Paul Grieco had me at “Pascaline.” Pascaline Lepeltier had me at “Nietzsche.”
Those are not, admittedly, ten words I ever thought would be strung together in an article about wine. But instigating the unexpected is a significant part of the appeal of Paul Grieco, owner of Terroir wine bar in New York’s Tribeca. Is he entertaining? For sure. Is he irreverent? Undoubtedly. Most of all, the man can write a wine list unlike any other.
Grieco’s deep experience and influence within the industry (Summer of Riesling, anyone?) keeps his current activities solidly on my radar, which is how I came to register for a virtual wine class he hosted last week that featured Master Sommelier Pascaline Lepeltier speaking about philosophy, a subject she studied for seven years in her native France before turning her attention to wine.
This is when I ought to (cheekily) confess three things.
- If I’m going to discuss philosophy, I prefer to do so with a native French speaker who pronounces Plato as “plateau” and ultimum as “yule-tee-mum.” If that person happens to have been recognized as Best French Sommelier in 2018 and laureate of Un des Meilleurs Ouvriers de France, all the better.
- The impact that philosophy has had in my life would be disclosed to anyone who browsed my personal bookshelves and noticed dog-eared volumes by the likes of Simone de Beauvoir and Immanuel Kant. I’m no closet philosopher. But I am a fan of careful, methodical inquiry that philosophers practice.
- In the context of that inquiry, Nietzsche wins IMO.
Nietzsche was one of Lepeltier’s four philosophers under discussion in last week’s webinar, along with Plato (“plateau”), Kant and Henri Bergson. I was curious to hear Lepeltier’s thoughts on Nietzsche and Existentialism (the doggiest-eared book about philosophy on my shelf is his Beyond Good and Evil) and her relating Nietzsche to Valdespino Manzanilla Sherry was in fact a lightbulb moment.

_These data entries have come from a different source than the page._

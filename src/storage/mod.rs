use crate::{
    domain::board::Board,
    error::{KanboardError, Result},
};
use async_trait::async_trait;
use log::info;

#[cfg(feature = "file-storage")]
pub mod file_storage;

pub mod memory;

/// Storage trait for persisting the full board set
///
/// The persisted value is one opaque blob holding every board; there is no
/// per-entity addressing, no schema versioning and no migration. A read
/// returns the last written value, or [`KanboardError::BoardsNotFound`] on
/// first run.
#[async_trait]
pub trait Storage: Send + Sync {
    /// Initializes the storage backend
    async fn initialize(&self) -> Result<()>;

    /// Overwrites the persisted blob with the given boards
    async fn save_boards(&self, boards: &[Board]) -> Result<()>;

    /// Loads the last persisted board set
    async fn load_boards(&self) -> Result<Vec<Board>>;

    /// Checks if a board set has been persisted
    async fn is_initialized(&self) -> bool;

    /// Loads the persisted board set, seeding the demo board on first run
    async fn load_or_seed(&self) -> Result<Vec<Board>> {
        match self.load_boards().await {
            Ok(boards) => Ok(boards),
            Err(KanboardError::BoardsNotFound) => {
                info!("no persisted boards found, seeding the demo board");
                Ok(vec![Board::demo()])
            }
            Err(err) => Err(err),
        }
    }
}
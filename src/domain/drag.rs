use crate::domain::board::Board;
use crate::domain::task::{BoardId, ColumnId, TaskId};

/// The item currently being dragged
///
/// A task always names the column it currently sits in; callers must pass
/// this explicitly from the gesture payload rather than relying on whatever
/// container metadata their drag library tracks internally.
#[derive(Debug, Clone, Copy, PartialEq, Eq)]
pub enum DragItem {
    Task { id: TaskId, column_id: ColumnId },
    Column { id: ColumnId },
}

/// The item or container currently under the pointer
#[derive(Debug, Clone, Copy, PartialEq, Eq)]
pub enum DropTarget {
    Task { id: TaskId, column_id: ColumnId },
    Column { id: ColumnId },
}

/// A computed, not-yet-applied relocation of a task or column
///
/// Produced by [`reduce_drag`] and consumed by
/// [`BoardStore::move_task`](crate::store::BoardStore::move_task) /
/// [`BoardStore::move_column`](crate::store::BoardStore::move_column).
#[derive(Debug, Clone, Copy, PartialEq, Eq)]
pub enum MoveInstruction {
    Task {
        board_id: BoardId,
        source_column_id: ColumnId,
        dest_column_id: ColumnId,
        source_index: usize,
        dest_index: usize,
    },
    Column {
        board_id: BoardId,
        source_index: usize,
        dest_index: usize,
    },
}

/// Translates one drag-over observation into a move instruction
///
/// Pure and idempotent: the same inputs always yield the same instruction,
/// and nothing is mutated here. Returns `None` whenever the gesture should
/// not move anything:
///
/// - the dragged item is over itself
/// - a column is dragged over anything that is not a column
/// - any id fails to resolve against the given board
///
/// Dropping a task onto another task inserts before it (the target task's
/// current index becomes the insertion index under remove-then-insert
/// semantics); dropping onto a column's empty area appends to that column.
pub fn reduce_drag(board: &Board, dragged: DragItem, target: DropTarget) -> Option<MoveInstruction> {
    match (dragged, target) {
        (DragItem::Task { id, .. }, DropTarget::Task { id: over_id, .. }) if id == over_id => None,
        (DragItem::Column { id }, DropTarget::Column { id: over_id }) if id == over_id => None,

        // Columns only reorder against other columns.
        (DragItem::Column { .. }, DropTarget::Task { .. }) => None,
        (DragItem::Column { id }, DropTarget::Column { id: over_id }) => {
            let source_index = board.column_index(&id)?;
            let dest_index = board.column_index(&over_id)?;
            Some(MoveInstruction::Column {
                board_id: board.id,
                source_index,
                dest_index,
            })
        }

        (
            DragItem::Task { id, column_id },
            DropTarget::Task {
                id: over_id,
                column_id: over_column_id,
            },
        ) => {
            let source_column = board.column(&column_id)?;
            let dest_column = board.column(&over_column_id)?;
            let source_index = source_column.task_index(&id)?;
            let dest_index = dest_column.task_index(&over_id)?;
            Some(MoveInstruction::Task {
                board_id: board.id,
                source_column_id: column_id,
                dest_column_id: over_column_id,
                source_index,
                dest_index,
            })
        }

        (DragItem::Task { id, column_id }, DropTarget::Column { id: over_column_id }) => {
            let source_column = board.column(&column_id)?;
            let dest_column = board.column(&over_column_id)?;
            let source_index = source_column.task_index(&id)?;
            Some(MoveInstruction::Task {
                board_id: board.id,
                source_column_id: column_id,
                dest_column_id: over_column_id,
                source_index,
                dest_index: dest_column.tasks.len(),
            })
        }
    }
}

/// Captured state of one drag gesture, from drag-start to drag-end
///
/// The session holds which item is being dragged so that every drag-over
/// event during the gesture can be reduced against it. Ending the gesture
/// always clears the capture, whether or not a valid drop occurred.
#[derive(Debug, Default)]
pub struct DragSession {
    dragged: Option<DragItem>,
}

impl DragSession {
    pub fn new() -> Self {
        Self::default()
    }

    /// Captures the dragged item at gesture start
    pub fn start(&mut self, item: DragItem) {
        self.dragged = Some(item);
    }

    /// The item captured by the current gesture, if one is in progress
    pub fn dragged(&self) -> Option<&DragItem> {
        self.dragged.as_ref()
    }

    /// Reduces a drag-over event against the captured item
    ///
    /// Returns `None` when no gesture is in progress.
    pub fn drag_over(&self, board: &Board, target: DropTarget) -> Option<MoveInstruction> {
        reduce_drag(board, self.dragged?, target)
    }

    /// Ends the gesture, valid drop or not, dropping the capture
    pub fn end(&mut self) {
        self.dragged = None;
    }
}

More on that below, but in the end, that wasn’t my biggest takeaway from the night.
That belongs to Lepeltier’s insights into Bergson, as she connected one of the most pivotal moments of her career in wine (a Château d’Yquem from 1937) to one of the most life-changing realizations from her study of philosophy.
Here are other topics that caught my attention, distilled into five essential questions about language, getting to the “why,” the strength of life, and élan vital.
Why talk about wine and philosophy together?
Wine and philosophy are very interconnected, Lepeltier said, in the sense of discovery of what’s around you and how we understand the world. For her philosophy, like wine, involves a sense of being amazed by that discovery and by asking questions about the “why.” It’s extraordinarily empowering, she said, to not just accept what someone else is telling you and instead to interrogate for yourself. That “suddenly makes you freer than you’ve ever been.”
What can the language of philosophy show us about the language of wine?
Lepeltier studied ancient Greek at school in France. Philosophy (which she translated from Greek into French) became a question of language and examining the connotation of every single word we’re using. Plato followed the dialectic method — asking questions during conversation in order to arrive at an ultimate idea of the truth — which Lepeltier believes is the best method for improving your knowledge, about wine too.
What could Nietzsche possibly have to do with Sherry?
It’s about what Lepeltier called “the strength of life, that is stronger than everything” even though as humans we’re too weak to understand it. It’s why she picked Sherry. She wanted to show is how life is in perpetual transformation even though it’s supposed to die. Sherry repeats itself through the solera system. Even though it continues because of something we fear (that is, a population of bacteria) it’s nonetheless kept alive and still nourished. It’s something that’s ever-changing, yet still the same.
Henri Bergson coined the term “élan vital” in 1907. How did that change Lepeltier’s life? And how does it relate to natural wine?
One of the most pivotal wines of Lepeltier’s life was a Château d’Yquem from 1937. The taste, she said, lasted for thirty seconds in her mouth but the duration and the experience of it was almost everlasting.
That distinction — between the discrete passage of time and the intangible duration of an experience — is at the core of Bergson’s thinking and his concept of élan vital, or the stream of life. “We can feel that we belong to that stream of life when we have the experience of duration,” Lepeltier said, “beyond the tools that we have to survive.”
Lepeltier is in search of the duration, she said, and in search of something that makes her go behind the thing itself, and beyond survival. For her, it comes from wine that’s made in a natural way. With those wines, there are multiple moments of consistency, and a changing quality that we need to embrace. In rethinking the relationship to nature, she said, we can recreate an environment where joy and true respect are important.